Problem description: Return each line of the records below in which the string "reads" turns up.
Dataset excerpts below:
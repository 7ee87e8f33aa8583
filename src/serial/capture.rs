//! Capture controller: serial port reader plus decoder pump
//!
//! The port is read on a dedicated thread so transport blocking never stalls
//! the rest of the service. Decoding is byte-order driven, not timing driven,
//! so a blocked read simply pauses the decoder at its current phase.

use std::io::Read;
use std::sync::atomic::{AtomicBool, AtomicU64, Ordering};
use std::sync::Arc;
use std::thread;
use std::time::{Duration, Instant};

use anyhow::{Context, Result};
use crossbeam_channel::{bounded, Receiver, Sender};
use tracing::{error, info, trace, warn};

use crate::tdc::{FrameDecoder, Measurement};

/// Bytes requested per blocking read.
const READ_CHUNK: usize = 4096;

/// Serial transport configuration
#[derive(Debug, Clone)]
pub struct SerialConfig {
    pub port_path: String,
    pub baud_rate: u32,
    pub read_timeout: Duration,
    /// Capacity of the measurement channel; a full channel blocks the
    /// capture thread (backpressure, not loss).
    pub channel_capacity: usize,
}

impl Default for SerialConfig {
    fn default() -> Self {
        Self {
            port_path: "/dev/ttyUSB0".to_string(),
            baud_rate: 115_200, // TDC UART rate, 8 data bits
            read_timeout: Duration::from_millis(500),
            channel_capacity: 1000,
        }
    }
}

/// Statistics for the capture thread (atomic for cross-thread access)
#[derive(Debug, Default)]
pub struct CaptureStats {
    pub bytes_read: AtomicU64,
    pub reads: AtomicU64,
    pub read_timeouts: AtomicU64,
    pub frames_decoded: AtomicU64,
}

impl CaptureStats {
    pub fn new() -> Arc<Self> {
        Arc::new(Self::default())
    }
}

/// Serial capture controller
pub struct SerialCapture {
    config: SerialConfig,
    running: Arc<AtomicBool>,
    stats: Arc<CaptureStats>,
}

impl SerialCapture {
    pub fn new(config: SerialConfig) -> Self {
        Self {
            config,
            running: Arc::new(AtomicBool::new(false)),
            stats: CaptureStats::new(),
        }
    }

    /// Open the port, start the capture thread, and return the receiver for
    /// decoded measurements.
    pub fn start(&self) -> Result<Receiver<Measurement>> {
        info!("Opening serial port {}", self.config.port_path);
        info!("  Baud rate: {}", self.config.baud_rate);
        info!("  Read timeout: {:?}", self.config.read_timeout);

        let port = serialport::new(&self.config.port_path, self.config.baud_rate)
            .data_bits(serialport::DataBits::Eight)
            .timeout(self.config.read_timeout)
            .open()
            .with_context(|| {
                format!("Failed to open serial port at {}", self.config.port_path)
            })?;

        let (tx, rx) = bounded::<Measurement>(self.config.channel_capacity);

        let running = self.running.clone();
        let stats = self.stats.clone();
        running.store(true, Ordering::SeqCst);

        thread::Builder::new()
            .name("tdc-capture".to_string())
            .spawn(move || {
                if let Err(e) = pump(port, &running, &stats, &tx) {
                    error!("Capture error: {:#}", e);
                }
                // Let the main loop's watchdog see that capture ended.
                running.store(false, Ordering::SeqCst);
            })
            .context("Failed to spawn capture thread")?;

        Ok(rx)
    }

    /// Stop capturing
    pub fn stop(&self) {
        info!("Stopping serial capture...");
        self.running.store(false, Ordering::SeqCst);
    }

    /// Check if running
    pub fn is_running(&self) -> bool {
        self.running.load(Ordering::SeqCst)
    }

    /// Get statistics
    pub fn stats(&self) -> &Arc<CaptureStats> {
        &self.stats
    }
}

impl Drop for SerialCapture {
    fn drop(&mut self) {
        self.running.store(false, Ordering::SeqCst);
    }
}

/// Main capture loop: read chunks, feed the decoder, forward measurements.
///
/// Runs until the running flag clears, the reader reports EOF, a hard I/O
/// error occurs, or the measurement receiver is dropped. A frame left
/// incomplete when the stream ends is discarded, never emitted.
fn pump<R: Read>(
    mut reader: R,
    running: &AtomicBool,
    stats: &CaptureStats,
    tx: &Sender<Measurement>,
) -> Result<()> {
    let mut decoder = FrameDecoder::new();
    let mut buf = [0u8; READ_CHUNK];

    let mut last_stats_time = Instant::now();
    let mut last_byte_count = 0u64;

    while running.load(Ordering::SeqCst) {
        match reader.read(&mut buf) {
            Ok(0) => {
                warn!("Byte stream closed (EOF)");
                break;
            }
            Ok(n) => {
                stats.reads.fetch_add(1, Ordering::Relaxed);
                stats.bytes_read.fetch_add(n as u64, Ordering::Relaxed);

                for &byte in &buf[..n] {
                    if let Some(measurement) = decoder.feed(byte) {
                        stats.frames_decoded.fetch_add(1, Ordering::Relaxed);
                        trace!(
                            "frame *{}; fine={} coarse={}",
                            decoder.frame_hex(),
                            measurement.fine,
                            measurement.coarse
                        );

                        // Blocking send: a slow sink backpressures the
                        // capture thread rather than dropping frames.
                        if tx.send(measurement).is_err() {
                            warn!("Measurement channel closed, stopping capture");
                            return Ok(());
                        }
                    }
                }

                if last_stats_time.elapsed() >= Duration::from_secs(5) {
                    let bytes = stats.bytes_read.load(Ordering::Relaxed);
                    let elapsed = last_stats_time.elapsed().as_secs_f32();
                    info!(
                        "[Capture] Rate: {:.0} B/s | Bytes: {} | Frames: {} | Timeouts: {}",
                        (bytes - last_byte_count) as f32 / elapsed,
                        bytes,
                        stats.frames_decoded.load(Ordering::Relaxed),
                        stats.read_timeouts.load(Ordering::Relaxed)
                    );
                    last_stats_time = Instant::now();
                    last_byte_count = bytes;
                }
            }
            Err(e) if e.kind() == std::io::ErrorKind::TimedOut => {
                // Nothing arrived within the read timeout; the decoder holds
                // its phase across the gap.
                stats.read_timeouts.fetch_add(1, Ordering::Relaxed);
            }
            Err(e) if e.kind() == std::io::ErrorKind::Interrupted => {}
            Err(e) => {
                return Err(e).context("Error reading from serial port");
            }
        }
    }

    if decoder.in_frame() {
        warn!(
            "Stream ended mid-frame at phase {}, discarding partial frame",
            decoder.phase()
        );
    }

    info!(
        "Capture stopped. Bytes: {}, Frames: {}",
        stats.bytes_read.load(Ordering::Relaxed),
        stats.frames_decoded.load(Ordering::Relaxed)
    );

    Ok(())
}

#[cfg(test)]
mod tests {
    use super::*;
    use std::io::Cursor;

    fn run_pump(bytes: Vec<u8>) -> (Vec<Measurement>, Arc<CaptureStats>) {
        let running = AtomicBool::new(true);
        let stats = CaptureStats::new();
        let (tx, rx) = bounded(1000);

        pump(Cursor::new(bytes), &running, &stats, &tx).unwrap();
        drop(tx);

        (rx.iter().collect(), stats)
    }

    #[test]
    fn test_pump_decodes_frames_in_order() {
        let mut bytes = Vec::new();
        bytes.extend_from_slice(&[0x01, 0x00, 0x00, 0x00, 0x01]);
        bytes.extend_from_slice(&[0xFF, 0x80, 0x00, 0x00, 0x00]);

        let (measurements, stats) = run_pump(bytes);

        assert_eq!(measurements.len(), 2);
        assert_eq!(measurements[0], Measurement { fine: 1, coarse: 8_388_608 });
        assert_eq!(measurements[1], Measurement { fine: 511, coarse: 0 });
        assert_eq!(stats.frames_decoded.load(Ordering::Relaxed), 2);
        assert_eq!(stats.bytes_read.load(Ordering::Relaxed), 10);
    }

    #[test]
    fn test_pump_discards_truncated_tail() {
        // One complete frame plus three trailing bytes, then EOF.
        let bytes = vec![0x01, 0x00, 0x00, 0x00, 0x01, 0xAA, 0xBB, 0xCC];
        let (measurements, stats) = run_pump(bytes);

        assert_eq!(measurements.len(), 1);
        assert_eq!(stats.frames_decoded.load(Ordering::Relaxed), 1);
    }

    #[test]
    fn test_pump_stops_when_receiver_dropped() {
        let running = AtomicBool::new(true);
        let stats = CaptureStats::new();
        let (tx, rx) = bounded(1);
        drop(rx);

        let bytes = vec![0u8; 10];
        pump(Cursor::new(bytes), &running, &stats, &tx).unwrap();
    }

    #[test]
    fn test_pump_respects_running_flag() {
        let running = AtomicBool::new(false);
        let stats = CaptureStats::new();
        let (tx, rx) = bounded(16);

        pump(Cursor::new(vec![0u8; 100]), &running, &stats, &tx).unwrap();
        drop(tx);
        assert_eq!(rx.iter().count(), 0);
        assert_eq!(stats.bytes_read.load(Ordering::Relaxed), 0);
    }
}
End of Dataset excerpts.
Written answer:
    pub reads: AtomicU64,
                stats.reads.fetch_add(1, Ordering::Relaxed);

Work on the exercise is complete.